Journal of The Franklin Institute-engineering and Applied Mathematics | 1994
Denise M. Wolf; Matthew Varghese; Seth R. Sanders
Abstract This paper studies various bifurcations of periodic orbits in power electronic circuits: cyclic fold bifurcations, period-doubling bifurcations, and bifurcations due to Poincare map discontinuities. We focus on circuits operating under closed-loop control and/or containing nonlinear reactive components. Section III contains an exploration of cyclic fold bifurcations and the associated resonant jump phenomenon in circuits containing saturable reactors. Section IV gives a comprehensive overview of period-doubling phenomena in closed-loop DC-DC conversion circuits. We study circuits with homeomorphic and unimodal Poincare maps, those that period-double a single time and those that period-double repeatedly in a cascade to chaos.

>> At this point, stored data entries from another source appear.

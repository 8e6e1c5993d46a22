use crate::config::Config;
use crate::notify_bridge::NotificationSink;
use crate::protocol::{Endpoint, RemoteRequest, encode_outbound};
use async_trait::async_trait;
use bytes::Bytes;
use std::sync::Arc;
use tokio::net::UdpSocket;
use tokio::sync::mpsc;

pub enum RemoteEvent {
    Request(RemoteRequest),
}

/// Local UDP link to the BLE peripheral process. Inbound datagrams are JSON
/// requests; outbound datagrams are tagged binary payloads.
pub struct RemoteLink {
    socket: Arc<UdpSocket>,
    target_addr: String,
    tx: mpsc::Sender<RemoteEvent>,
    buffer_size: usize,
}

impl RemoteLink {
    pub async fn new(config: &Config, tx: mpsc::Sender<RemoteEvent>) -> anyhow::Result<Self> {
        let socket = UdpSocket::bind(format!(
            "{}:{}",
            config.remote_local_ip, config.remote_local_port
        ))
        .await?;
        let target_addr = format!("{}:{}", config.remote_remote_ip, config.remote_remote_port);

        Ok(Self {
            socket: Arc::new(socket),
            target_addr,
            tx,
            buffer_size: config.remote_buffer_size,
        })
    }

    pub async fn run(&self) -> anyhow::Result<()> {
        let mut buf = vec![0u8; self.buffer_size];
        loop {
            let (len, _) = self.socket.recv_from(&mut buf).await?;
            if len == 0 {
                continue;
            }
            let request = match serde_json::from_slice::<RemoteRequest>(&buf[..len]) {
                Ok(req) => req,
                Err(e) => {
                    log::warn!("Ignoring malformed remote request: {}", e);
                    continue;
                }
            };
            if self.tx.send(RemoteEvent::Request(request)).await.is_err() {
                log::warn!("Remote event receiver dropped");
                break;
            }
        }
        Ok(())
    }

    pub async fn send(&self, endpoint: Endpoint, payload: &[u8]) -> anyhow::Result<()> {
        self.socket
            .send_to(&encode_outbound(endpoint, payload), &self.target_addr)
            .await?;
        Ok(())
    }
}

#[async_trait]
impl NotificationSink for RemoteLink {
    async fn notify(&self, endpoint: Endpoint, payload: Bytes) -> anyhow::Result<()> {
        self.send(endpoint, &payload).await
    }
}

#[cfg(test)]
mod tests {
    use super::*;
    use crate::protocol::Op;

    async fn link_pair() -> (RemoteLink, UdpSocket, mpsc::Receiver<RemoteEvent>) {
        let peer = UdpSocket::bind("127.0.0.1:0").await.unwrap();
        let socket = UdpSocket::bind("127.0.0.1:0").await.unwrap();
        let (tx, rx) = mpsc::channel(8);
        let link = RemoteLink {
            socket: Arc::new(socket),
            target_addr: peer.local_addr().unwrap().to_string(),
            tx,
            buffer_size: 2048,
        };
        (link, peer, rx)
    }

    #[tokio::test]
    async fn requests_are_decoded_and_forwarded() {
        let (link, peer, mut rx) = link_pair().await;
        let link_addr = link.socket.local_addr().unwrap();
        let link = Arc::new(link);
        let runner = link.clone();
        let task = tokio::spawn(async move { runner.run().await });

        peer.send_to(b"not json", link_addr).await.unwrap();
        peer.send_to(br#"{"op":"write","endpoint":"volume","value":"70"}"#, link_addr)
            .await
            .unwrap();

        let RemoteEvent::Request(req) = rx.recv().await.unwrap();
        assert_eq!(req.op, Op::Write);
        assert_eq!(req.endpoint, Endpoint::Volume);
        assert_eq!(req.value.as_deref(), Some("70"));
        task.abort();
    }

    #[tokio::test]
    async fn notifications_are_tagged() {
        let (link, peer, _rx) = link_pair().await;
        link.notify(Endpoint::Status, Bytes::from_static(b"TEARIS_READY"))
            .await
            .unwrap();
        let mut buf = [0u8; 64];
        let (len, _) = peer.recv_from(&mut buf).await.unwrap();
        assert_eq!(buf[0], Endpoint::Status.tag());
        assert_eq!(&buf[1..len], b"TEARIS_READY");
    }
}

This section ends with a result relating non-genericity of a period-doubling bifurcation to halfwave orbital symmetry. An interesting feature of power electronic circuits is that they may have Poincare maps that are continuous but not everywhere differentiable, or discontinuous. In Section V we study, in detail, bifurcation behavior in a thyristor controlled VAR compensator, understood in terms of Poincare map discontinuities. We show that Poincare map discontinuities are due to jumps in circuit switching times. We show how map discontinuities lead to steady state jump phenomena, and distinguish between transient behavior related to switch time jumps and steady state bifurcations. The paper ends with an Appendix, in which concepts underlying cyclic fold bifurcations for the case of a continuous but not everywhere differentiable map are developed.